Data items
* * * * *
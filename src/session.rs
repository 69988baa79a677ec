//! Session Manager (C5), spec §4.3.
//!
//! Per spec §9 ("cyclic references between Session ↔ Challenge"), the link
//! is kept one-way: `SigningSession.challenge_id` points at a challenge, the
//! challenge never points back at a live session object, only at
//! `session_id`. Resolution happens at read time via the Challenge Manager.

use std::sync::Arc;

use chrono::{Duration as ChronoDuration, Utc};
use dashmap::DashMap;
use sha2::{Digest, Sha256};
use tokio::sync::Mutex;

use crate::config::GatewayConfig;
use crate::domain::{CeremonyState, SessionStatus, SessionType, SigningSession};
use crate::error::{GatewayError, GatewayResult};
use crate::events::{topics, EventBus};
use crate::store::LedgerStore;

/// The allowed-transition table from spec §4.3. Any transition not listed
/// here fails with `InvalidTransition`; terminal states admit nothing.
fn transition_allowed(from: SessionStatus, to: SessionStatus) -> bool {
    use SessionStatus::*;
    matches!(
        (from, to),
        (Initiated, ChallengeSent)
            | (Initiated, Failed)
            | (Initiated, Expired)
            | (ChallengeSent, AwaitingSignature)
            | (ChallengeSent, Failed)
            | (ChallengeSent, Expired)
            | (AwaitingSignature, Signing)
            | (AwaitingSignature, Failed)
            | (AwaitingSignature, Expired)
            | (Signing, Completed)
            | (Signing, Failed)
            | (Signing, Expired)
    )
}

#[derive(Clone)]
pub struct SessionManager {
    store: LedgerStore,
    config: GatewayConfig,
    events: Arc<EventBus>,
    locks: DashMap<String, Arc<Mutex<()>>>,
}

impl SessionManager {
    pub fn new(store: LedgerStore, config: GatewayConfig, events: Arc<EventBus>) -> Self {
        Self {
            store,
            config,
            events,
            locks: DashMap::new(),
        }
    }

    fn lock_for(&self, session_id: &str) -> Arc<Mutex<()>> {
        self.locks
            .entry(session_id.to_string())
            .or_insert_with(|| Arc::new(Mutex::new(())))
            .clone()
    }

    /// `session_id = sha256(user_pubkey || type || canonical_json(intent) || iso_timestamp)`.
    pub fn derive_session_id(
        user_pubkey: &str,
        session_type: SessionType,
        intent: &serde_json::Value,
        iso_timestamp: &str,
    ) -> String {
        let canonical = serde_json::to_string(intent).unwrap_or_default();
        let mut hasher = Sha256::new();
        hasher.update(user_pubkey.as_bytes());
        hasher.update(session_type.as_str().as_bytes());
        hasher.update(canonical.as_bytes());
        hasher.update(iso_timestamp.as_bytes());
        hex::encode(hasher.finalize())
    }

    pub async fn create_session(
        &self,
        user_pubkey: &str,
        session_type: SessionType,
        intent: serde_json::Value,
        context: Option<String>,
    ) -> GatewayResult<SigningSession> {
        let now = Utc::now();
        let session_id = Self::derive_session_id(user_pubkey, session_type, &intent, &now.to_rfc3339());

        let session = SigningSession {
            session_id: session_id.clone(),
            user_pubkey: user_pubkey.to_string(),
            session_type,
            status: SessionStatus::Initiated,
            intent,
            challenge_id: None,
            context,
            created_at: now,
            updated_at: now,
            expires_at: now + ChronoDuration::seconds(self.config.session_timeout_secs as i64),
            result: None,
            signed_tx: None,
            error_message: None,
            ceremony: CeremonyState::default(),
        };
        self.store.put_session(&session)?;
        self.publish_status(&session);
        Ok(session)
    }

    /// Auto-transitions a non-terminal expired session to `expired` and
    /// returns the updated row. Callers must treat `expired` as terminal.
    pub async fn get(&self, session_id: &str) -> GatewayResult<SigningSession> {
        let lock = self.lock_for(session_id);
        let _guard = lock.lock().await;
        self.get_locked(session_id)
    }

    fn get_locked(&self, session_id: &str) -> GatewayResult<SigningSession> {
        let mut session = self
            .store
            .get_session(session_id)?
            .ok_or_else(|| GatewayError::NotFound(format!("session {session_id}")))?;

        if !session.status.is_terminal() && session.expires_at <= Utc::now() {
            session.status = SessionStatus::Expired;
            session.updated_at = Utc::now();
            self.store.put_session(&session)?;
            self.publish_status(&session);
        }
        Ok(session)
    }

    /// Enforces the allowed-transition table atomically with the state
    /// write (spec §5 "Session state").
    pub async fn transition(&self, session_id: &str, to: SessionStatus) -> GatewayResult<SigningSession> {
        let lock = self.lock_for(session_id);
        let _guard = lock.lock().await;

        let mut session = self.get_locked(session_id)?;
        if session.status.is_terminal() {
            return Err(GatewayError::InvalidTransition {
                from: session.status.as_str().to_string(),
                to: to.as_str().to_string(),
            });
        }
        if !transition_allowed(session.status, to) {
            return Err(GatewayError::InvalidTransition {
                from: session.status.as_str().to_string(),
                to: to.as_str().to_string(),
            });
        }

        session.status = to;
        session.updated_at = Utc::now();
        self.store.put_session(&session)?;
        self.publish_status(&session);
        Ok(session)
    }

    pub async fn fail(&self, session_id: &str, reason: &str) -> GatewayResult<SigningSession> {
        let lock = self.lock_for(session_id);
        let _guard = lock.lock().await;

        let mut session = self.get_locked(session_id)?;
        if session.status.is_terminal() {
            return Ok(session);
        }
        session.status = SessionStatus::Failed;
        session.error_message = Some(reason.to_string());
        session.updated_at = Utc::now();
        self.store.put_session(&session)?;
        self.publish_status(&session);
        Ok(session)
    }

    pub async fn save(&self, session: &SigningSession) -> GatewayResult<()> {
        self.store.put_session(session)?;
        self.publish_status(session);
        Ok(())
    }

    /// Convergence sweep used by a periodic expiry monitor: every
    /// non-terminal session whose TTL has passed is flipped to `expired`
    /// (spec §8 "Expiry liveness").
    pub async fn sweep_expired_sessions(&self) -> GatewayResult<u64> {
        let now = Utc::now();
        let mut count = 0;
        for session in self.store.list_sessions()? {
            if !session.status.is_terminal() && session.expires_at <= now {
                let _ = self.get(&session.session_id).await?;
                count += 1;
            }
        }
        Ok(count)
    }

    fn publish_status(&self, session: &SigningSession) {
        self.events.publish(
            topics::SESSION_STATUS,
            serde_json::json!({
                "session_id": session.session_id,
                "status": session.status.as_str(),
                "session_type": session.session_type.as_str(),
            }),
        );
    }
}

#[cfg(test)]
mod tests {
    use super::*;

    fn manager() -> SessionManager {
        let store = LedgerStore::open_temporary().unwrap();
        SessionManager::new(store, GatewayConfig::default(), Arc::new(EventBus::new()))
    }

    #[tokio::test]
    async fn allowed_transitions_follow_the_table() {
        let mgr = manager();
        let session = mgr
            .create_session("u1", SessionType::P2pTransfer, serde_json::json!({}), None)
            .await
            .unwrap();

        mgr.transition(&session.session_id, SessionStatus::ChallengeSent)
            .await
            .unwrap();
        mgr.transition(&session.session_id, SessionStatus::AwaitingSignature)
            .await
            .unwrap();
        mgr.transition(&session.session_id, SessionStatus::Signing)
            .await
            .unwrap();
        let completed = mgr
            .transition(&session.session_id, SessionStatus::Completed)
            .await
            .unwrap();
        assert_eq!(completed.status, SessionStatus::Completed);
    }

    #[tokio::test]
    async fn disallowed_transition_is_rejected() {
        let mgr = manager();
        let session = mgr
            .create_session("u1", SessionType::P2pTransfer, serde_json::json!({}), None)
            .await
            .unwrap();

        let err = mgr
            .transition(&session.session_id, SessionStatus::Signing)
            .await
            .unwrap_err();
        assert!(matches!(err, GatewayError::InvalidTransition { .. }));
    }

    #[tokio::test]
    async fn terminal_state_admits_no_further_transitions() {
        let mgr = manager();
        let session = mgr
            .create_session("u1", SessionType::P2pTransfer, serde_json::json!({}), None)
            .await
            .unwrap();
        mgr.fail(&session.session_id, "boom").await.unwrap();

        let err = mgr
            .transition(&session.session_id, SessionStatus::ChallengeSent)
            .await
            .unwrap_err();
        assert!(matches!(err, GatewayError::InvalidTransition { .. }));
    }

    #[tokio::test]
    async fn get_auto_expires_stale_session() {
        let mgr = manager();
        let mut session = mgr
            .create_session("u1", SessionType::P2pTransfer, serde_json::json!({}), None)
            .await
            .unwrap();
        session.expires_at = Utc::now() - ChronoDuration::seconds(1);
        mgr.store.put_session(&session).unwrap();

        let fetched = mgr.get(&session.session_id).await.unwrap();
        assert_eq!(fetched.status, SessionStatus::Expired);
    }
}
use crate::{Timeline, Tracker};

/// A composable source of bar-indexed events
///
/// `events` is called once per bar by the driver with the bar index relative
/// to this pattern. Implementations may carry cursors (gates, tempo spans,
/// random generators), which is why evaluation takes `&mut self`: calling
/// `events` twice with the same bar index is allowed to give different
/// results.
pub trait Pattern: Send {
    /// Events for bar `bar`, keyed by position within that bar
    fn events(&mut self, bar: usize, tracker: &dyn Tracker) -> Timeline;

    /// Number of bars this pattern spans; always at least 1
    fn num_bars(&self) -> usize;

    fn boxed(self) -> BoxedPattern
    where
        Self: Sized + 'static,
    {
        Box::new(self)
    }
}

pub type BoxedPattern = Box<dyn Pattern>;

impl<P: Pattern + ?Sized> Pattern for Box<P> {
    fn events(&mut self, bar: usize, tracker: &dyn Tracker) -> Timeline {
        (**self).events(bar, tracker)
    }

    fn num_bars(&self) -> usize {
        (**self).num_bars()
    }
}

/// Adapter turning a plain function into a one-bar pattern
pub struct PatternFn<F> {
    func: F,
}

impl<F> PatternFn<F>
where
    F: FnMut(usize, &dyn Tracker) -> Timeline + Send,
{
    pub fn new(func: F) -> Self {
        PatternFn { func }
    }
}

impl<F> Pattern for PatternFn<F>
where
    F: FnMut(usize, &dyn Tracker) -> Timeline + Send,
{
    fn events(&mut self, bar: usize, tracker: &dyn Tracker) -> Timeline {
        (self.func)(bar, tracker)
    }

    fn num_bars(&self) -> usize {
        1
    }
}

/// Shorthand for [`PatternFn::new`]
pub fn pattern_fn<F>(func: F) -> PatternFn<F>
where
    F: FnMut(usize, &dyn Tracker) -> Timeline + Send,
{
    PatternFn::new(func)
}

#[cfg(test)]
mod tests {
    use super::*;
    use crate::{Event, FixedBar, Measure};

    #[test]
    fn test_pattern_fn_forwards_arguments() {
        let mut pat = pattern_fn(|bar, tracker: &dyn Tracker| {
            Timeline::single(tracker.current_bar() / 2, Event::bpm(bar as f64))
        });

        let tracker = FixedBar(Measure::new(3, 4));
        let tl = pat.events(7, &tracker);

        assert_eq!(pat.num_bars(), 1);
        assert_eq!(tl.get(Measure::new(3, 8)), &[Event::bpm(7.0)]);
    }

    #[test]
    fn test_pattern_fn_can_keep_state() {
        let mut calls = 0;
        let mut pat = pattern_fn(move |_, _: &dyn Tracker| {
            calls += 1;
            Timeline::single(Measure::ZERO, Event::bpm(calls as f64))
        });
        let tracker = FixedBar::default();

        pat.events(0, &tracker);
        let tl = pat.events(0, &tracker);
        assert_eq!(tl.get(Measure::ZERO), &[Event::bpm(2.0)]);
    }

    #[test]
    fn test_boxed_pattern_delegates() {
        let mut boxed =
            pattern_fn(|_, _: &dyn Tracker| Timeline::single(Measure::ZERO, Event::end())).boxed();
        assert_eq!(boxed.num_bars(), 1);
        assert_eq!(boxed.events(0, &FixedBar::default()).event_count(), 1);
    }
}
* * * * *
Starting at the line with "pattern_fn(|_, _: &dyn", copy every line down to the last one above, exactly as written and with nothing else.

- _Result of the task_:
            pattern_fn(|_, _: &dyn Tracker| Timeline::single(Measure::ZERO, Event::end())).boxed();
        assert_eq!(boxed.num_bars(), 1);
        assert_eq!(boxed.events(0, &FixedBar::default()).event_count(), 1);
    }
}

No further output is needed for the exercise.